GEORGETOWN – It was a special night for commencement, celebration and anniversary.
Delaware Technical Community College Owens Campus’ Class of 2019 followed in the footsteps of the Class of 1969 as 21 members of Del Tech’s first commencement led the way in the ceremonial processional.
“You were the first to take the chance on Delaware Tech and you were examples of all other classes to follow,” said DTCC vice president/campus director Dr. Bobbi Barends in welcoming Class of 1969 members.
DTCC’s Class of 2019 totals 381 graduates, more than triple the 107 in DTCC’s Class of 1969.
This year’s class is comprised of 66 percent women and 28 percent minorities.
The oldest graduate is 64; the youngest 18.
Fifteen graduates attained a 4.0 grade point average.
Twenty 2019 graduates are military veterans, who drew special applause.
“Our graduates are the stars of the evening. Graduates, we are so proud of you,” said Dr. Barends. “The road here was not always smooth. Throughout your travels many of you encountered challenges. Some of these challenges tested your courage, your strength and your faith.”
Graduate Leslie Hitchens, who received an associate degree in nursing, know all about life’s challenges. It’s what brought her to Del Tech.
“My son Greysen was diagnosed with a brain tumor in 2010. And our experiences with him led me down the path to nursing,” said Ms. Hitchens, adding that earning her degree was truly rewarding but “one of the hardest things I have ever done.”
“Numerous times I came close to just walking away from it,” she said. “But we have amazing faculty here and they have made sure that we are successful. They are very understanding of circumstances and cheer us on.”
Martha Callaway was among the Class of 1969 members on hand for the 50th anniversary celebration. She had family ties as well. Her grand-daughter Amber and niece Lauren Balas both received diplomas as 2019 graduates.
Ms. Callaway, whose data processing education was put to good use between working at Seaford DuPont, motherhood and ministry with the United Methodist Church, remembers the early days of DTCC.

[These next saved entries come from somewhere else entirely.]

impl Library {
    /// Opens a library file with default configuration.
    ///
    /// Pending migrations are applied before the handle is returned.
    ///
    /// # Errors
    ///
    /// Returns an error if:
    /// - The file is missing and `create_if_missing` is false (`NotReady`)
    /// - Recorded migration state is inconsistent (`Migration`)
    /// - Any required table is missing afterwards (`NotReady`)
    pub fn open(path: &Path) -> CoreResult<Self> {
        Self::open_with_config(path, StoreConfig::default())
    }

    /// Opens a library file with custom configuration.
    pub fn open_with_config(path: &Path, config: StoreConfig) -> CoreResult<Self> {
        if !config.create_if_missing && !path.exists() {
            return Err(CoreError::not_ready(format!(
                "database {} does not exist",
                path.display()
            )));
        }

        let mut writer = Connection::open(path)?;
        configure(&writer, &config)?;
        writer.pragma_update(None, "journal_mode", "WAL")?;
        writer.pragma_update(None, "synchronous", "NORMAL")?;

        let migrations = server_migrations()?;
        migrations.run_pending(&mut writer)?;

        let reader = Connection::open_with_flags(
            path,
            OpenFlags::SQLITE_OPEN_READ_ONLY | OpenFlags::SQLITE_OPEN_NO_MUTEX,
        )?;
        reader.busy_timeout(config.busy_timeout)?;

        let library = Self::from_parts(
            config,
            Some(path.to_path_buf()),
            writer,
            Some(reader),
            migrations,
        );
        library.check_ready()?;
        tracing::info!(path = %path.display(), head = library.head()?, "opened library");
        Ok(library)
    }

    /// Opens a private in-memory library.
    pub fn open_in_memory() -> CoreResult<Self> {
        Self::open_in_memory_with_config(StoreConfig::default())
    }

    /// Opens a private in-memory library with custom configuration.
    pub fn open_in_memory_with_config(config: StoreConfig) -> CoreResult<Self> {
        let mut writer = Connection::open_in_memory()?;
        configure(&writer, &config)?;
        let migrations = server_migrations()?;
        migrations.run_pending(&mut writer)?;

        let library = Self::from_parts(config, None, writer, None, migrations);
        library.check_ready()?;
        Ok(library)
    }

    fn from_parts(
        config: StoreConfig,
        path: Option<PathBuf>,
        writer: Connection,
        reader: Option<Connection>,
        migrations: MigrationManager,
    ) -> Self {
        Self {
            inner: Arc::new(LibraryInner {
                config,
                path,
                writer: Mutex::new(writer),
                reader: reader.map(Mutex::new),
                migrations,
            }),
        }
    }

    /// Returns the configuration.
    #[must_use]
    pub fn config(&self) -> &StoreConfig {
        &self.inner.config
    }

    /// Returns the database file, if any.
    #[must_use]
    pub fn path(&self) -> Option<&Path> {
        self.inner.path.as_deref()
    }

    /// Runs `f` inside an immediate write transaction.
    ///
    /// The transaction commits if `f` returns `Ok` and rolls back otherwise.
    fn transaction<F, T>(&self, f: F) -> CoreResult<T>
    where
        F: FnOnce(&Transaction<'_>) -> CoreResult<T>,
    {
        let mut conn = self.inner.writer.lock();
        let tx = conn.transaction_with_behavior(TransactionBehavior::Immediate)?;
        let value = f(&tx)?;
        tx.commit()?;
        Ok(value)
    }

    /// Runs `f` against the read connection.
    fn read<F, T>(&self, f: F) -> CoreResult<T>
    where
        F: FnOnce(&Connection) -> CoreResult<T>,
    {
        match &self.inner.reader {
            Some(reader) => f(&reader.lock()),
            None => f(&self.inner.writer.lock()),
        }
    }

    // ========================================================================
    // Mutations
    // ========================================================================

    /// Creates or updates the document at `write.relative_path`.
    ///
    /// Rewriting identical content, metadata, role and origin returns the
    /// stored document unchanged and logs nothing.
    ///
    /// # Errors
    ///
    /// - `Validation` for a malformed path, unknown adapter or non-object metadata
    /// - `Conflict` when an import targets a manual document, or the adapter differs
    /// - `Storage` when the transaction fails; nothing is written
    pub fn write_document(&self, write: DocumentWrite) -> CoreResult<Document> {
        let prepared = PreparedWrite::new(write, &self.inner.config)?;
        self.transaction(|tx| pipeline::write_document(tx, &prepared))
    }

    /// Deletes a document and retracts the backlinks it owns.
    ///
    /// Returns the document's tombstone. Deleting an already-deleted
    /// document returns the existing tombstone without logging anything.
    pub fn delete_document(&self, doc_id: &DocId) -> CoreResult<Tombstone> {
        self.transaction(|tx| pipeline::delete_document(tx, doc_id))
    }

    /// Replaces every backlink owned by `source`.
    pub fn set_backlinks(&self, source: &DocId, links: &[NewBacklink]) -> CoreResult<Vec<Backlink>> {
        self.transaction(|tx| pipeline::set_backlinks(tx, source, links))
    }

    /// Writes an adapter's document and its backlinks in one transaction.
    pub fn ingest(&self, output: AdapterOutput) -> CoreResult<IngestOutcome> {
        let prepared = PreparedWrite::new(output.document, &self.inner.config)?;
        self.transaction(|tx| pipeline::ingest(tx, &prepared, &output.backlinks))
    }

    // ========================================================================
    // Reads
    // ========================================================================

    /// Looks up a live document.
    pub fn document(&self, doc_id: &DocId) -> CoreResult<Option<Document>> {
        self.read(|conn| documents::get(conn, doc_id))
    }

    /// Looks up the live document at a path.
    pub fn document_by_path(&self, relative_path: &str) -> CoreResult<Option<Document>> {
        self.read(|conn| documents::get_by_path(conn, relative_path))
    }

    /// Lists live documents ordered by `updated_at`, then path.
    pub fn documents(&self) -> CoreResult<Vec<Document>> {
        self.read(documents::list)
    }

    /// Backlinks owned by `source`.
    pub fn backlinks_from(&self, source: &DocId) -> CoreResult<Vec<Backlink>> {
        self.read(|conn| backlinks::from_source(conn, source))
    }

    /// Backlinks pointing at `target`.
    pub fn backlinks_to(&self, target: &DocId) -> CoreResult<Vec<Backlink>> {
        self.read(|conn| backlinks::to_target(conn, target))
    }

    /// Looks up a tombstone.
    pub fn tombstone(&self, entity_type: EntityType, entity_id: &str) -> CoreResult<Option<Tombstone>> {
        self.read(|conn| tombstones::get(conn, entity_type, entity_id))
    }

    /// Lists all tombstones.
    pub fn tombstones(&self) -> CoreResult<Vec<Tombstone>> {
        self.read(tombstones::list)
    }

    /// Highest seq in the change log; 0 when empty.
    pub fn head(&self) -> CoreResult<i64> {
        self.read(change_log::head)
    }

    /// Events with `seq > cursor`, at most `limit` of them.
    pub fn events_since(&self, cursor: i64, limit: u32) -> CoreResult<Vec<SyncEvent>> {
        Ok(self.events_page(cursor, limit)?.0)
    }

    /// Like [`events_since`](Self::events_since), also reporting whether
    /// more events follow the page.
    pub fn events_page(&self, cursor: i64, limit: u32) -> CoreResult<(Vec<SyncEvent>, bool)> {
        self.read(|conn| change_log::page(conn, cursor, limit))
    }

    /// Events for one entity in seq order.
    pub fn entity_history(&self, entity_type: EntityType, entity_id: &str) -> CoreResult<Vec<SyncEvent>> {
        self.read(|conn| change_log::for_entity(conn, entity_type, entity_id))
    }

    /// Number of events in the change log.
    pub fn event_count(&self) -> CoreResult<u64> {
        self.read(change_log::count)
    }

    /// Row counts and log head.
    pub fn stats(&self) -> CoreResult<LibraryStats> {
        self.read(|conn| {
            let count = |table: &str| -> CoreResult<u64> {
                let n: i64 =
                    conn.query_row(&format!("SELECT COUNT(*) FROM {table}"), [], |row| row.get(0))?;
                Ok(n as u64)
            };
            Ok(LibraryStats {
                documents: documents::count(conn)?,
                backlinks: count("backlinks")?,
                tombstones: count("tombstones")?,
                events: change_log::count(conn)?,
                head: change_log::head(conn)?,
            })
        })
    }

    /// Checks the change log against the live tables.
    pub fn audit(&self) -> CoreResult<AuditReport> {
        self.read(audit::run)
    }

    // ========================================================================
    // Readiness
    // ========================================================================

    /// Returns the recorded migration state.
    pub fn migration_state(&self) -> CoreResult<MigrationState> {
        self.read(MigrationState::load)
    }

    /// Fails with `NotReady` unless all required tables exist and no
    /// migration is pending.
    pub fn check_ready(&self) -> CoreResult<()> {
        self.read(|conn| {
            let state = self.inner.migrations.check(conn)?;
            let pending = self.inner.migrations.pending(&state);
            if let Some(first) = pending.first() {
                return Err(CoreError::not_ready(format!(
                    "{} migration(s) pending, starting with {}",
                    pending.len(),
                    first.name
                )));
            }
            for table in REQUIRED_TABLES {
                if !table_exists(conn, table)? {
                    return Err(CoreError::not_ready(format!("table {table} is missing")));
                }
            }
            Ok(())
        })
    }

    /// Runs the `database`, `migrations` and `tables` checks.
    pub fn diagnostics(&self) -> Diagnostics {
        let mut diag = Diagnostics::default();

        let reachable = self.read(|conn| {
            conn.query_row("SELECT 1", [], |row| row.get::<_, i64>(0))?;
            Ok(())
        });
        match reachable {
            Ok(()) => diag.push(Check::ok("database", self.describe_location())),
            Err(e) => diag.push(Check::error("database", e.to_string())),
        }

        let migrations = self.read(|conn| {
            let state = self.inner.migrations.check(conn)?;
            Ok((state.current_version(), self.inner.migrations.pending(&state).len()))
        });
        match migrations {
            Ok((version, 0)) => diag.push(Check::ok("migrations", format!("schema version {version}"))),
            Ok((version, pending)) => diag.push(Check::error(
                "migrations",
                format!("schema version {version}, {pending} pending"),
            )),
            Err(e) => diag.push(Check::error("migrations", e.to_string())),
        }

        let missing = self.read(|conn| {
            let mut missing = Vec::new();
            for table in REQUIRED_TABLES {
                if !table_exists(conn, table)? {
                    missing.push(table);
                }
            }
            Ok(missing)
        });
        match missing {
            Ok(missing) if missing.is_empty() => {
                diag.push(Check::ok("tables", REQUIRED_TABLES.join(", ")))
            }
            Ok(missing) => diag.push(Check::error("tables", format!("missing: {}", missing.join(", ")))),
            Err(e) => diag.push(Check::error("tables", e.to_string())),
        }

        diag
    }

    fn describe_location(&self) -> String {
        match self.path() {
            Some(path) => path.display().to_string(),
            None => ":memory:".to_string(),
        }
    }
}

“It was just one building. It was the old Jason High School,” she said. “It was exciting to have a secondary school here. I was interested in computers. It seemed to be the right way to go.”
Before presentation of diplomas, the Class of 2019 heard congratulatory and inspiration words from commencement speaker Faye Blake, founder of Pathways to success, a nonprofit geared to help students and families achieve success.
Ms. Blake, inspired by positive seeds planted in her as a toddler by her grandmother, rose from poverty and humble beginnings in Selbyville to attain success in the banking world.
“I believe that attitudes are so very critical and important to one’s success,” said Ms. Blake. “The longer I live the more convinced I become that life is 10 percent what happens to us and 90 percent how we respond to it.”
She encouraged graduates to always answer when opportunity knocks. “Make sure you grab ahold of all the opportunities that come your way,” said Ms. Blake. “I believe that ordinary people like myself can do pretty amazing things.”
Ms. Blake advised the class to never give up and when life does throw you a curve, “I am simply going to ask you not to fall back, but I am going to ask you to fall forward.”